Highlights
Abstract
Keywords
Introduction
Study 1a
Study 1b
Study 2
Study 3
Study 4: Integrative analysis
General discussion
Acknowledgments
Appendix A. Supplementary material
References
Abstract
The relative efficiency of an action is a central criterion in action control and can be used to predict others’ behavior. Yet, it is unclear when the ability to predict on and reason about the efficiency of others’ actions develops. In three main and two follow-up studies, 3- to 6-year-old children (n = 242) were confronted with vignettes in which protagonists could take a short (efficient) path or a long path. Children predicted which path the protagonist would take and why the protagonist would take a specific path. The 3-year-olds did not take efficiency into account when making decisions even when there was an explicit goal, the task was simplified and made more salient, and children were questioned after exposure to the agent’s action. Four years is a transition age for rational action prediction, and the 5-year-olds reasoned on the efficiency of actions before relying on them to predict others’ behavior. Results are discussed within a representational redescription account.
Introduction
Humans are not merely passive perceivers of other people’s behavior but rather have active expectations about how others’ actions unfold over time. Importantly, this is not only true for adults (Clark, 2013; Falck-Ytter, 2012; Fogassi et al., 2005); even young children predict other people’s future behavior (e.g., Boseovski, Chiu, & Marcovitch, 2013; Clement, Bernard, & Kaufmann, 2011; Grant & Mills, 2011; Poulin-Dubois, Brooker, & Chow, 2009). Infants attend to various characteristics of others’ actions (for a review, see Gredebäck & Daum, 2015), segment the stream of others’ actions into meaningful events (Friend & Pace, 2011; Pace, Carver, & Friend, 2013), and detect the failure of others’ behavior (Brandone & Wellman, 2009).
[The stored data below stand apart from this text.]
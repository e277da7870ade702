use axum::{extract::State, http::StatusCode, Json};
use serde::{Deserialize, Serialize};
use serde_json::{json, Value};

use crate::admin::AdminState;
use crate::config::{ConfigError, ServerConfig, ServiceSettings};

#[derive(Serialize)]
pub struct SystemStatus {
    pub version: &'static str,
    pub status: &'static str,
    pub config_generation: u64,
}

/// Partial update of [`ServiceSettings`]; absent fields are left unchanged.
#[derive(Debug, Default, Deserialize, Serialize)]
#[serde(deny_unknown_fields)]
pub struct ServiceSettingsPatch {
    pub site_url: Option<String>,
    pub api_prefix: Option<String>,
    pub tls_strict_transport: Option<bool>,
    pub tls_strict_transport_max_age: Option<u64>,
    pub tls_strict_transport_include_subdomains: Option<bool>,
    pub enable_developer: Option<bool>,
    pub experimental_enable_hardened_mode: Option<bool>,
}

impl ServiceSettingsPatch {
    pub fn apply(self, settings: &mut ServiceSettings) {
        if let Some(v) = self.site_url {
            settings.site_url = v;
        }
        if let Some(v) = self.api_prefix {
            settings.api_prefix = v;
        }
        if let Some(v) = self.tls_strict_transport {
            settings.tls_strict_transport = v;
        }
        if let Some(v) = self.tls_strict_transport_max_age {
            settings.tls_strict_transport_max_age = v;
        }
        if let Some(v) = self.tls_strict_transport_include_subdomains {
            settings.tls_strict_transport_include_subdomains = v;
        }
        if let Some(v) = self.enable_developer {
            settings.enable_developer = v;
        }
        if let Some(v) = self.experimental_enable_hardened_mode {
            settings.experimental_enable_hardened_mode = v;
        }
    }
}

const REDACTED: &str = "********";

pub async fn get_status(State(state): State<AdminState>) -> Json<SystemStatus> {
    Json(SystemStatus {
        version: env!("CARGO_PKG_VERSION"),
        status: "operational",
        config_generation: state.store.snapshot().generation(),
    })
}

pub async fn get_config(State(state): State<AdminState>) -> Json<ServerConfig> {
    let mut config = state.store.snapshot().config().clone();
    if !config.admin.api_key.is_empty() {
        config.admin.api_key = REDACTED.to_string();
    }
    Json(config)
}

pub async fn patch_service(
    State(state): State<AdminState>,
    Json(patch): Json<ServiceSettingsPatch>,
) -> Result<Json<ServiceSettings>, (StatusCode, Json<Value>)> {
    match state.store.update_config(|cfg| patch.apply(&mut cfg.service)) {
        Ok(snapshot) => Ok(Json(snapshot.service().clone())),
        Err(ConfigError::Validation(errors)) => {
            let messages: Vec<String> = errors.iter().map(ToString::to_string).collect();
            Err((StatusCode::BAD_REQUEST, Json(json!({ "errors": messages }))))
        }
        Err(e) => {
            tracing::error!(error = %e, "Service settings update failed");
            Err((
                StatusCode::INTERNAL_SERVER_ERROR,
                Json(json!({ "errors": [e.to_string()] })),
            ))
        }
    }
}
Besides this, more complex abilities and a more differentiated understanding of human behavior seem to develop, based on these earlier competences, through the preschool years (Clement et al., 2011). Children’s perception and prediction of others’ behavior is related to their social competence (Slaughter, Imuta, Peterson, & Henry, 2015), and their capacity to predict others’ actions develops profoundly over the preschool years (Monroy, Gerson, & Hunnius, 2017; Schuwerk & Paulus, 2016). Consequently, the ontogenetic origins and early development of action prediction is a topic of vivid discussion in developmental psychology.